Mais si ce sont des personnes trop hardies, leur orgueil les porte in mépriser l’autorité de l’Église, ce n’est qu’avec peine qu’ils s’y soumettent. Ils se plaisent dans des opinions dures et téméraires, ils affectent de passer pour esprits forts, et dans cette vue ils parlent des choses divines sans respect et avec une espèce de fierté. Ils méprisent comme trop crédules ceux qui parlent avec modestie de certains sentiments reçus. Enfin ils sont extrêmement portés à douter de tout et entièrement opposés à ceux qui ont une trop grande facilité à se soumettre à l’autorité des hommes.

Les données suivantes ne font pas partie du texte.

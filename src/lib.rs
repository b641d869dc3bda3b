//! # run-recorder: Experiment Run Recorder
//!
//! Records parameters, metrics and artifacts against named runs grouped into
//! experiments, backed by a local directory or an in-memory store.
//!
//! ## Design Principles (Toyota Way Aligned)
//!
//! - **Poka-Yoke safety**: write-once params, append-only metrics, and
//!   closed runs refuse further writes
//! - **Jidoka**: `with_run` always ends the run, marking it failed on error
//! - **Genchi Genbutsu**: explicit instrumentation at the training-loop
//!   boundary, no hidden "current run" state
//!
//! ## Example Usage
//!
//! ```rust,no_run
//! use run_recorder::{RunRecorder, TrackingConfig};
//!
//! let recorder = RunRecorder::from_config(&TrackingConfig::from_env())?;
//!
//! recorder.with_run("house-prices", |run| -> run_recorder::Result<()> {
//!     recorder.log_param(run, "learning_rate", 0.3)?;
//!     recorder.log_param(run, "max_depth", 6)?;
//!     recorder.log_metric(run, "rmse", 12_345.6, None)?;
//!     recorder.log_artifact(run, "model", None)?;
//!     Ok(())
//! })?;
//! # Ok::<(), run_recorder::Error>(())
//! ```

#![warn(missing_docs)]
#![warn(clippy::all)]
#![warn(clippy::pedantic)]
#![warn(clippy::nursery)]

pub mod config;
pub mod error;
pub mod experiment;
pub mod logging;
pub mod recorder;
pub mod store;

pub use config::{TrackingBackend, TrackingConfig};
pub use error::{Error, Result};
pub use experiment::{ArtifactLocator, RunStatus};
pub use recorder::{RunHandle, RunRecorder};
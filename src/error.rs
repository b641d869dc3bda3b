//! Error types for the run recorder
//!
//! Toyota Way: Clear error messages with actionable guidance (Respect for People)

use std::path::PathBuf;

use thiserror::Error;

use crate::experiment::RunStatus;

/// Result type alias
pub type Result<T> = std::result::Result<T, Error>;

/// Run recorder error types
#[derive(Error, Debug)]
pub enum Error {
    /// Tracking backend unreachable or misconfigured
    #[error("Experiment resolution failed: {0}\nCheck the tracking URI (RUNREC_TRACKING_URI)")]
    ExperimentResolution(String),

    /// Write-once parameter re-logged with a different value
    #[error("Parameter '{key}' is already '{existing}', cannot change it to '{attempted}'")]
    DuplicateParam {
        /// Parameter key
        key: String,
        /// Value already stored for the run
        existing: String,
        /// Value the caller attempted to log
        attempted: String,
    },

    /// Artifact read or write failed
    #[error("Artifact I/O failed for {}: {source}", .path.display())]
    ArtifactIo {
        /// Path being read or written
        path: PathBuf,
        /// Underlying I/O error
        source: std::io::Error,
    },

    /// Operation attempted on a run that has already ended
    #[error("Run {0} is closed\nStart a new run to keep logging")]
    RunClosed(String),

    /// No run with the given ID exists in the backend
    #[error("Run not found: {0}")]
    RunNotFound(String),

    /// No artifact at the given run-relative path
    #[error("Artifact not found: {0}")]
    ArtifactNotFound(String),

    /// Parameter, metric, tag key or artifact path failed validation
    #[error("Invalid key: {0}")]
    InvalidKey(String),

    /// Experiment name failed validation
    #[error("Invalid experiment name: {0:?}")]
    InvalidName(String),

    /// Status not allowed for the requested transition
    #[error("Invalid terminal status: {0:?} (expected Finished or Failed)")]
    InvalidStatus(RunStatus),

    /// Backend storage error (corrupt metadata, poisoned lock)
    #[error("Storage error: {0}")]
    StorageError(String),

    /// IO error
    #[error("IO error: {0}")]
    Io(#[from] std::io::Error),

    /// JSON (de)serialization error
    #[error("Serialization error: {0}")]
    Serialization(#[from] serde_json::Error),
}

impl Error {
    /// Wrap an I/O error raised while handling an artifact path.
    pub(crate) fn artifact_io(path: impl Into<PathBuf>, source: std::io::Error) -> Self {
        Self::ArtifactIo {
            path: path.into(),
            source,
        }
    }
}
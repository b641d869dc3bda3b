//! Tracking configuration
//!
//! The tracking URI names the backend a [`crate::RunRecorder`] talks to:
//!
//! | URI | Backend |
//! |-----|---------|
//! | `./runs`, `/abs/path` | [`crate::store::FileStore`] at that directory |
//! | `file:///abs/path` | [`crate::store::FileStore`] at `/abs/path` |
//! | `memory:` | [`crate::store::MemoryStore`] |
//! | `http://...`, `https://...`, other schemes | remote server (unsupported) |

use std::path::PathBuf;

use serde::{Deserialize, Serialize};

use crate::error::{Error, Result};

/// Environment variable holding the tracking URI.
pub const TRACKING_URI_ENV: &str = "RUNREC_TRACKING_URI";

/// Environment variable holding the default experiment name.
pub const EXPERIMENT_NAME_ENV: &str = "RUNREC_EXPERIMENT_NAME";

/// Tracking URI used when none is configured.
pub const DEFAULT_TRACKING_URI: &str = "./runs";

/// Experiment name used when none is configured.
pub const DEFAULT_EXPERIMENT_NAME: &str = "Default";

/// Backend selected by a tracking URI.
#[derive(Debug, Clone, PartialEq, Eq)]
pub enum TrackingBackend {
    /// Local directory root
    File(PathBuf),
    /// Process-local, non-persistent
    Memory,
    /// Remote tracking server
    Remote(String),
}

/// Recorder configuration.
#[derive(Debug, Clone, PartialEq, Eq, Serialize, Deserialize)]
pub struct TrackingConfig {
    tracking_uri: String,
    experiment_name: String,
}

impl Default for TrackingConfig {
    fn default() -> Self {
        Self {
            tracking_uri: DEFAULT_TRACKING_URI.to_string(),
            experiment_name: DEFAULT_EXPERIMENT_NAME.to_string(),
        }
    }
}

impl TrackingConfig {
    /// Build a config from `RUNREC_TRACKING_URI` and `RUNREC_EXPERIMENT_NAME`,
    /// falling back to defaults for unset or empty variables.
    #[must_use]
    pub fn from_env() -> Self {
        Self::from_lookup(|name| std::env::var(name).ok())
    }

    /// Build a config from an arbitrary variable lookup.
    #[must_use]
    pub fn from_lookup(lookup: impl Fn(&str) -> Option<String>) -> Self {
        let get = |name: &str| lookup(name).filter(|value| !value.trim().is_empty());
        let defaults = Self::default();
        Self {
            tracking_uri: get(TRACKING_URI_ENV).unwrap_or(defaults.tracking_uri),
            experiment_name: get(EXPERIMENT_NAME_ENV).unwrap_or(defaults.experiment_name),
        }
    }

    /// Override the tracking URI.
    #[must_use]
    pub fn with_tracking_uri(mut self, uri: impl Into<String>) -> Self {
        self.tracking_uri = uri.into();
        self
    }

    /// Override the default experiment name.
    #[must_use]
    pub fn with_experiment_name(mut self, name: impl Into<String>) -> Self {
        self.experiment_name = name.into();
        self
    }

    /// Get the tracking URI.
    #[must_use]
    pub fn tracking_uri(&self) -> &str {
        &self.tracking_uri
    }

    /// Get the default experiment name.
    #[must_use]
    pub fn experiment_name(&self) -> &str {
        &self.experiment_name
    }

    /// The explicitly requested experiment, or the configured default.
    #[must_use]
    pub fn resolve_experiment<'a>(&'a self, explicit: Option<&'a str>) -> &'a str {
        explicit
            .filter(|name| !name.trim().is_empty())
            .unwrap_or(self.experiment_name.as_str())
    }

    /// Parse the tracking URI.
    ///
    /// # Errors
    ///
    /// `Error::ExperimentResolution` for an empty URI or an empty `file://` path.
    pub fn backend(&self) -> Result<TrackingBackend> {
        let uri = self.tracking_uri.trim();
        if uri.is_empty() {
            return Err(Error::ExperimentResolution(
                "tracking URI is empty".to_string(),
            ));
        }
        if uri == "memory:" || uri == "memory" {
            return Ok(TrackingBackend::Memory);
        }
        if let Some(path) = uri.strip_prefix("file://") {
            if path.is_empty() {
                return Err(Error::ExperimentResolution(format!(
                    "tracking URI {uri} has no path"
                )));
            }
            return Ok(TrackingBackend::File(PathBuf::from(path)));
        }
        if uri.contains("://") {
            return Ok(TrackingBackend::Remote(uri.to_string()));
        }
        Ok(TrackingBackend::File(PathBuf::from(uri)))
    }
}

Il est manifeste que ces deux extrémités ne valent rien et que les personnes qui ne veulent point d’évidence dans les questions naturelles sont blâmables, aussi bien que les autres qui demandent de l’évidence dans les mystères de la foi. Mais ceux qui se mettent en danger de se tromper dans des questions de philosophie en croyant trop facilement, sont sans doute plus excusables que les autres qui se mettent en danger de tomber dans quelque héresie en doutant témérairement. Car enfin il est moins dangereux de tomber dans une infinite d’erreurs de philosophie, faute de les examiner, que de tomber dans une seule hérésie, faute de se soumettre avec humilité à l’autorité de l’Église.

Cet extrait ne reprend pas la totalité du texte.